A filtered beer is known as "brewery-conditioned", and has had all its natural conditioning stopped. This distinguishes it from beers which are in contact with live yeast, known as bottle- or cask-conditioned.

Sheet filters, or plate filters, use pre-made media and are relatively straightforward. The sheets are manufactured to allow only particles smaller than a given size through, and the brewer is free to choose how finely to filter the beer. The sheets are placed into the filtering frame, sterilized (with hot water, for example) and then used to filter the beer. The sheets can be flushed if the filter becomes blocked, and usually the sheets are disposable and are replaced between filtration sessions. Often the sheets contain powdered filtration media to aid in filtration.

Pre-made filters have two sides, one with loose holes and one with tight. Flow goes from the loose side to the tight.

Filter sheets are sold in nominal ratings, with 90% of particles larger than the rating caught by it. Sterile filtration requires a filtration level of 1 micrometre or less.

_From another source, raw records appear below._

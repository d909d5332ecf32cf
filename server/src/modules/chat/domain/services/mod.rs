// Chat Domain - Services
// 领域服务处理不属于任何实体的业务逻辑

mod context_builder;
mod emotion_classifier;
mod reply_templates;
mod template_composer;

pub use context_builder::*;
pub use emotion_classifier::*;
pub use reply_templates::*;
pub use template_composer::*;
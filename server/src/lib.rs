pub mod api;
pub mod infrastructure;
pub mod modules;
pub mod shared;

use clap::Parser;
use std::path::PathBuf;
use tracing::{error, info, warn};
use tracing_subscriber::EnvFilter;

use infrastructure::AppState;
use modules::config::{ConfigLoader, PartialAppConfig};
use shared::AppResult;

/// 命令行参数（优先级最高）
#[derive(Debug, Parser)]
#[command(name = "yorisoi")]
#[command(about = "Empathetic chat companion: emotion detection with supportive replies")]
pub struct Cli {
    /// JSON config file (falls back to $YORISOI_CONFIG)
    #[arg(long, short = 'c')]
    pub config: Option<PathBuf>,

    /// Bind address
    #[arg(long)]
    pub host: Option<String>,

    /// Listen port
    #[arg(long, short = 'p')]
    pub port: Option<u16>,
}

impl Cli {
    fn overrides(&self) -> PartialAppConfig {
        PartialAppConfig {
            host: self.host.clone(),
            port: self.port,
            ..Default::default()
        }
    }
}

pub async fn run(cli: Cli) -> AppResult<()> {
    let config = ConfigLoader::new()
        .with_config_path(cli.config.clone())
        .load(cli.overrides())
        .await?;

    // 初始化日志（RUST_LOG 优先）
    let filter = EnvFilter::try_from_default_env()
        .unwrap_or_else(|_| EnvFilter::new(&config.server.log_filter));
    tracing_subscriber::fmt()
        .with_env_filter(filter)
        .with_target(true)
        .init();

    info!("Yorisoi starting...");

    let state = AppState::build(&config).await?;
    let app = api::build_router(state);

    let bind_address = format!("{}:{}", config.server.host, config.server.port);
    let listener = tokio::net::TcpListener::bind(&bind_address).await?;
    info!("Listening on http://{}", bind_address);

    axum::serve(listener, app)
        .with_graceful_shutdown(shutdown_signal())
        .await?;

    info!("Yorisoi stopped");
    Ok(())
}

/// Ctrl+C 或 SIGTERM
async fn shutdown_signal() {
    let ctrl_c = async {
        if let Err(e) = tokio::signal::ctrl_c().await {
            error!("Failed to listen for Ctrl+C: {}", e);
            std::future::pending::<()>().await;
        }
    };

    #[cfg(unix)]
    let terminate = async {
        match tokio::signal::unix::signal(tokio::signal::unix::SignalKind::terminate()) {
            Ok(mut signal) => {
                signal.recv().await;
            }
            Err(e) => {
                warn!("Failed to install SIGTERM handler: {}", e);
                std::future::pending::<()>().await;
            }
        }
    };

    #[cfg(not(unix))]
    let terminate = std::future::pending::<()>();

    tokio::select! {
        _ = ctrl_c => {},
        _ = terminate => {},
    }

    info!("Shutdown signal received, draining connections...");
}
use serde::Serialize;
use std::sync::Arc;
use tracing::{debug, warn};

use super::super::value_objects::{Emotion, EmotionScores};
use crate::modules::chat::ports::{EmotionModel, LabelScore};

/// 送入模型前的最大字符数
pub const MAX_CLASSIFY_CHARS: usize = 512;

/// 分类结果来源
#[derive(Debug, Clone, Copy, PartialEq, Eq, Serialize)]
#[serde(rename_all = "snake_case")]
pub enum ClassificationSource {
    /// 模型推理成功
    Model,
    /// 降级：关键词匹配
    Keyword,
    /// 空输入，未推理
    Empty,
}

/// 情感分类结果
#[derive(Debug, Clone, PartialEq, Serialize)]
pub struct Classification {
    pub emotion: Emotion,
    pub scores: EmotionScores,
    pub source: ClassificationSource,
}

impl Classification {
    fn empty() -> Self {
        Self {
            emotion: Emotion::Neutral,
            scores: EmotionScores::zeroed(),
            source: ClassificationSource::Empty,
        }
    }

    fn keyword(text: &str) -> Self {
        Self {
            emotion: Emotion::detect_from_text(text),
            scores: EmotionScores::zeroed(),
            source: ClassificationSource::Keyword,
        }
    }

    /// 从模型输出构建：取概率最高的原始标签并归一化
    fn from_predictions(predictions: &[LabelScore]) -> Option<Self> {
        let top = predictions
            .iter()
            .filter(|p| p.score.is_finite())
            .max_by(|a, b| a.score.total_cmp(&b.score))?;

        Some(Self {
            emotion: Emotion::from_model_label(&top.label),
            scores: EmotionScores::from_model_distribution(
                predictions.iter().map(|p| (p.label.as_str(), p.score)),
            ),
            source: ClassificationSource::Model,
        })
    }

    /// 是否为降级结果
    #[cfg(test)]
    pub fn is_degraded(&self) -> bool {
        self.source == ClassificationSource::Keyword
    }
}

/// 情感分类服务
///
/// 领域服务：优先使用模型推理，任何失败都退回关键词匹配，不向调用方抛错。
/// 启动时构建一次，之后只读共享。
#[derive(Clone, Default)]
pub struct EmotionClassifier {
    model: Option<Arc<dyn EmotionModel>>,
}

impl EmotionClassifier {
    /// 仅使用关键词匹配
    pub fn keyword_only() -> Self {
        Self { model: None }
    }

    /// 使用模型推理，失败时退回关键词匹配
    pub fn with_model(model: Arc<dyn EmotionModel>) -> Self {
        Self { model: Some(model) }
    }

    pub fn has_model(&self) -> bool {
        self.model.is_some()
    }

    /// 分类文本情感
    pub async fn classify(&self, text: &str) -> Classification {
        let text = text.trim();
        if text.is_empty() {
            return Classification::empty();
        }

        let Some(model) = &self.model else {
            return Classification::keyword(text);
        };

        let bounded = truncate_chars(text, MAX_CLASSIFY_CHARS);
        match model.predict(bounded).await {
            Ok(predictions) => match Classification::from_predictions(&predictions) {
                Some(classification) => {
                    debug!(
                        "[EmotionClassifier] {} -> {}",
                        model.model_id(),
                        classification.emotion
                    );
                    classification
                }
                None => {
                    warn!(
                        "[EmotionClassifier] {} returned no usable scores, using keywords",
                        model.model_id()
                    );
                    Classification::keyword(text)
                }
            },
            Err(e) => {
                warn!(
                    "[EmotionClassifier] {} failed, using keywords: {}",
                    model.model_id(),
                    e
                );
                Classification::keyword(text)
            }
        }
    }
}

/// 按字符截断（不会切断 UTF-8 字符）
fn truncate_chars(text: &str, max_chars: usize) -> &str {
    match text.char_indices().nth(max_chars) {
        Some((idx, _)) => &text[..idx],
        None => text,
    }
}

#[cfg(test)]
mod tests {
    use super::*;
    use crate::modules::chat::ports::ModelError;
    use async_trait::async_trait;
    use std::sync::Mutex;

    /// 返回固定分布并记录输入的模型
    struct FixedModel {
        predictions: Vec<LabelScore>,
        seen: Mutex<Vec<String>>,
    }

    impl FixedModel {
        fn new(predictions: Vec<LabelScore>) -> Self {
            Self {
                predictions,
                seen: Mutex::new(Vec::new()),
            }
        }
    }

    #[async_trait]
    impl EmotionModel for FixedModel {
        fn model_id(&self) -> &str {
            "fixed"
        }

        async fn predict(&self, text: &str) -> Result<Vec<LabelScore>, ModelError> {
            self.seen.lock().unwrap().push(text.to_string());
            Ok(self.predictions.clone())
        }
    }

    struct BrokenModel;

    #[async_trait]
    impl EmotionModel for BrokenModel {
        fn model_id(&self) -> &str {
            "broken"
        }

        async fn predict(&self, _text: &str) -> Result<Vec<LabelScore>, ModelError> {
            Err(ModelError::NetworkError("connection refused".to_string()))
        }
    }

    #[tokio::test]
    async fn test_blank_input_is_neutral_without_inference() {
        let model = Arc::new(FixedModel::new(vec![LabelScore::new("joy", 1.0)]));
        let classifier = EmotionClassifier::with_model(model.clone());

        for text in ["", "   ", "\n\t"] {
            let result = classifier.classify(text).await;
            assert_eq!(result.emotion, Emotion::Neutral);
            assert!(result.scores.is_zero());
            assert_eq!(result.source, ClassificationSource::Empty);
        }
        assert!(model.seen.lock().unwrap().is_empty());
    }

    #[tokio::test]
    async fn test_keyword_only_classifier() {
        let classifier = EmotionClassifier::keyword_only();
        let result = classifier
            .classify("I feel really sad and lonely today")
            .await;

        assert_eq!(result.emotion, Emotion::Sad);
        assert!(result.scores.is_zero());
        assert!(result.is_degraded());
    }

    #[tokio::test]
    async fn test_model_top_label_is_normalized() {
        let model = Arc::new(FixedModel::new(vec![
            LabelScore::new("joy", 0.1),
            LabelScore::new("fear", 0.7),
            LabelScore::new("sadness", 0.2),
        ]));
        let classifier = EmotionClassifier::with_model(model);

        let result = classifier.classify("exam tomorrow").await;

        assert_eq!(result.emotion, Emotion::Anxious);
        assert_eq!(result.source, ClassificationSource::Model);
        assert!((result.scores.get(Emotion::Anxious) - 0.7).abs() < 1e-6);
        assert!((result.scores.get(Emotion::Sad) - 0.2).abs() < 1e-6);
    }

    #[tokio::test]
    async fn test_model_failure_falls_back_to_keywords() {
        let classifier = EmotionClassifier::with_model(Arc::new(BrokenModel));
        let result = classifier.classify("I am so angry right now").await;

        assert_eq!(result.emotion, Emotion::Angry);
        assert_eq!(result.source, ClassificationSource::Keyword);
        assert!(result.scores.is_zero());
    }

    #[tokio::test]
    async fn test_empty_prediction_falls_back_to_keywords() {
        let classifier = EmotionClassifier::with_model(Arc::new(FixedModel::new(vec![])));
        let result = classifier.classify("nothing much").await;

        assert_eq!(result.emotion, Emotion::Neutral);
        assert!(result.is_degraded());
    }

    #[tokio::test]
    async fn test_input_is_truncated_before_inference() {
        let model = Arc::new(FixedModel::new(vec![LabelScore::new("neutral", 0.9)]));
        let classifier = EmotionClassifier::with_model(model.clone());

        let long = "é".repeat(MAX_CLASSIFY_CHARS + 100);
        classifier.classify(&long).await;

        let seen = model.seen.lock().unwrap();
        assert_eq!(seen[0].chars().count(), MAX_CLASSIFY_CHARS);
    }

    #[test]
    fn test_truncate_chars_short_input() {
        assert_eq!(truncate_chars("hello", 10), "hello");
        assert_eq!(truncate_chars("hello", 2), "he");
    }
}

Filters that use a powder medium are considerably more complicated to operate, but can filter much more beer before needing to be regenerated. Common media include diatomaceous earth (kieselguhr) and perlite.

===Cold filtering===
Though all filtering is done cold, the term cold filtering is used for a process in which the beer is sufficiently chilled that some of its protein molecules clump together and are easier to filter out. Breweries tend to differentiate cold filtered beers from those that have been heat pasteurised.

==Bright beer==

A "bright beer" is one which has been left (usually in a conditioning or lagering tank) to allow its yeast to settle to the bottom. Finings(such as silica gel, diatomaceous earth, isinglass, Irish moss, PVPP, and seaweed) may be introduced to induce it to "drop bright" more readily.

==Homebrewing==

Beer filtration is common in homebrewing. Canister filters utilizing successive, replaceable filter cartridges or pads are often used. Most homebrewed beer will be filtered at least to 5 μm to remove the majority of yeast and sediment; some to 1.0 or 0.5 μm. Going finer risks removing beneficial flavor constituents and other desirable compounds.